───── Data shown

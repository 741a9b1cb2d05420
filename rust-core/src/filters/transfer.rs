//! Transfer function synthesis from zero/pole/gain form

use super::polynomial::{poly_from_roots, poly_mul, polyval, real_factor, split_real};
use crate::error::{FilterError, FilterResult};
use crate::model::multiset::is_real;
use crate::model::ComplexMultiset;
use num_complex::Complex64;

/// Rational transfer function `B(x) / A(x)`, coefficients highest power first
#[derive(Debug, Clone, PartialEq)]
pub struct TransferFunction {
    numerator: Vec<f64>,
    denominator: Vec<f64>,
}

impl TransferFunction {
    pub fn new(numerator: Vec<f64>, denominator: Vec<f64>) -> Self {
        Self {
            numerator,
            denominator,
        }
    }

    /// `H = 1 / 1`
    pub fn identity() -> Self {
        Self::new(vec![1.0], vec![1.0])
    }

    pub fn numerator(&self) -> &[f64] {
        &self.numerator
    }

    pub fn denominator(&self) -> &[f64] {
        &self.denominator
    }

    pub fn numerator_degree(&self) -> usize {
        self.numerator.len().saturating_sub(1)
    }

    pub fn denominator_degree(&self) -> usize {
        self.denominator.len().saturating_sub(1)
    }

    /// At least as many poles as zeros
    pub fn is_proper(&self) -> bool {
        self.numerator_degree() <= self.denominator_degree()
    }

    /// Evaluate `B(x) / A(x)` at a complex point
    pub fn evaluate(&self, x: Complex64) -> Complex64 {
        polyval(&self.numerator, x) / polyval(&self.denominator, x)
    }
}

impl Default for TransferFunction {
    fn default() -> Self {
        Self::identity()
    }
}

/// Derive numerator and denominator coefficients from zeros, poles and gain
///
/// # Algorithm
/// 1. Check that both root sets are conjugate symmetric
/// 2. Multiply one real factor per root and multiplicity: `x - r` for a real
///    root, `x^2 - 2 Re(z) x + |z|^2` for a conjugate pair
/// 3. Scale the numerator by `gain`
///
/// The coefficients are real by construction, so rounding cannot make a
/// valid root set fail however high its degree.
///
/// # Errors
/// [`FilterError::NonRealCoefficients`] when a non-real root lacks its
/// conjugate at the same multiplicity. The reported residue is the largest
/// imaginary coefficient the complex expansion would carry.
pub fn synthesize(
    zeros: &ComplexMultiset,
    poles: &ComplexMultiset,
    gain: f64,
) -> FilterResult<TransferFunction> {
    let numerator = real_polynomial(zeros)?
        .into_iter()
        .map(|c| gain * c)
        .collect();
    let denominator = real_polynomial(poles)?;

    Ok(TransferFunction::new(numerator, denominator))
}

fn real_polynomial(roots: &ComplexMultiset) -> FilterResult<Vec<f64>> {
    if !roots.is_conjugate_symmetric() {
        let (_, residue) = split_real(&poly_from_roots(&roots.expand()));
        tracing::error!(residue, roots = roots.len(), "root set is not conjugate symmetric");
        return Err(FilterError::NonRealCoefficients { residue });
    }

    let mut coeffs = vec![1.0];
    for (z, k) in roots.representatives() {
        let factor = real_factor(z, !is_real(z));
        for _ in 0..k.get() {
            coeffs = poly_mul(&coeffs, &factor);
        }
    }
    Ok(coeffs)
}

──────────

● Assignment: When you answer, repeat each entry exactly as it appears above.

● Answer:
repository 741a9b1cb2d05420
filename rust-core/src/filters/transfer.rs
//! Transfer function synthesis from zero/pole/gain form

use super::polynomial::{poly_from_roots, poly_mul, polyval, real_factor, split_real};
use crate::error::{FilterError, FilterResult};
use crate::model::multiset::is_real;
use crate::model::ComplexMultiset;
use num_complex::Complex64;

/// Rational transfer function `B(x) / A(x)`, coefficients highest power first
#[derive(Debug, Clone, PartialEq)]
pub struct TransferFunction {
    numerator: Vec<f64>,
    denominator: Vec<f64>,
}

impl TransferFunction {
    pub fn new(numerator: Vec<f64>, denominator: Vec<f64>) -> Self {
        Self {
            numerator,
            denominator,
        }
    }

    /// `H = 1 / 1`
    pub fn identity() -> Self {
        Self::new(vec![1.0], vec![1.0])
    }

    pub fn numerator(&self) -> &[f64] {
        &self.numerator
    }

    pub fn denominator(&self) -> &[f64] {
        &self.denominator
    }

    pub fn numerator_degree(&self) -> usize {
        self.numerator.len().saturating_sub(1)
    }

    pub fn denominator_degree(&self) -> usize {
        self.denominator.len().saturating_sub(1)
    }

    /// At least as many poles as zeros
    pub fn is_proper(&self) -> bool {
        self.numerator_degree() <= self.denominator_degree()
    }

    /// Evaluate `B(x) / A(x)` at a complex point
    pub fn evaluate(&self, x: Complex64) -> Complex64 {
        polyval(&self.numerator, x) / polyval(&self.denominator, x)
    }
}

impl Default for TransferFunction {
    fn default() -> Self {
        Self::identity()
    }
}

/// Derive numerator and denominator coefficients from zeros, poles and gain
///
/// # Algorithm
/// 1. Check that both root sets are conjugate symmetric
/// 2. Multiply one real factor per root and multiplicity: `x - r` for a real
///    root, `x^2 - 2 Re(z) x + |z|^2` for a conjugate pair
/// 3. Scale the numerator by `gain`
///
/// The coefficients are real by construction, so rounding cannot make a
/// valid root set fail however high its degree.
///
/// # Errors
/// [`FilterError::NonRealCoefficients`] when a non-real root lacks its
/// conjugate at the same multiplicity. The reported residue is the largest
/// imaginary coefficient the complex expansion would carry.
pub fn synthesize(
    zeros: &ComplexMultiset,
    poles: &ComplexMultiset,
    gain: f64,
) -> FilterResult<TransferFunction> {
    let numerator = real_polynomial(zeros)?
        .into_iter()
        .map(|c| gain * c)
        .collect();
    let denominator = real_polynomial(poles)?;

    Ok(TransferFunction::new(numerator, denominator))
}

fn real_polynomial(roots: &ComplexMultiset) -> FilterResult<Vec<f64>> {
    if !roots.is_conjugate_symmetric() {
        let (_, residue) = split_real(&poly_from_roots(&roots.expand()));
        tracing::error!(residue, roots = roots.len(), "root set is not conjugate symmetric");
        return Err(FilterError::NonRealCoefficients { residue });
    }

    let mut coeffs = vec![1.0];
    for (z, k) in roots.representatives() {
        let factor = real_factor(z, !is_real(z));
        for _ in 0..k.get() {
            coeffs = poly_mul(&coeffs, &factor);
        }
    }
    Ok(coeffs)
}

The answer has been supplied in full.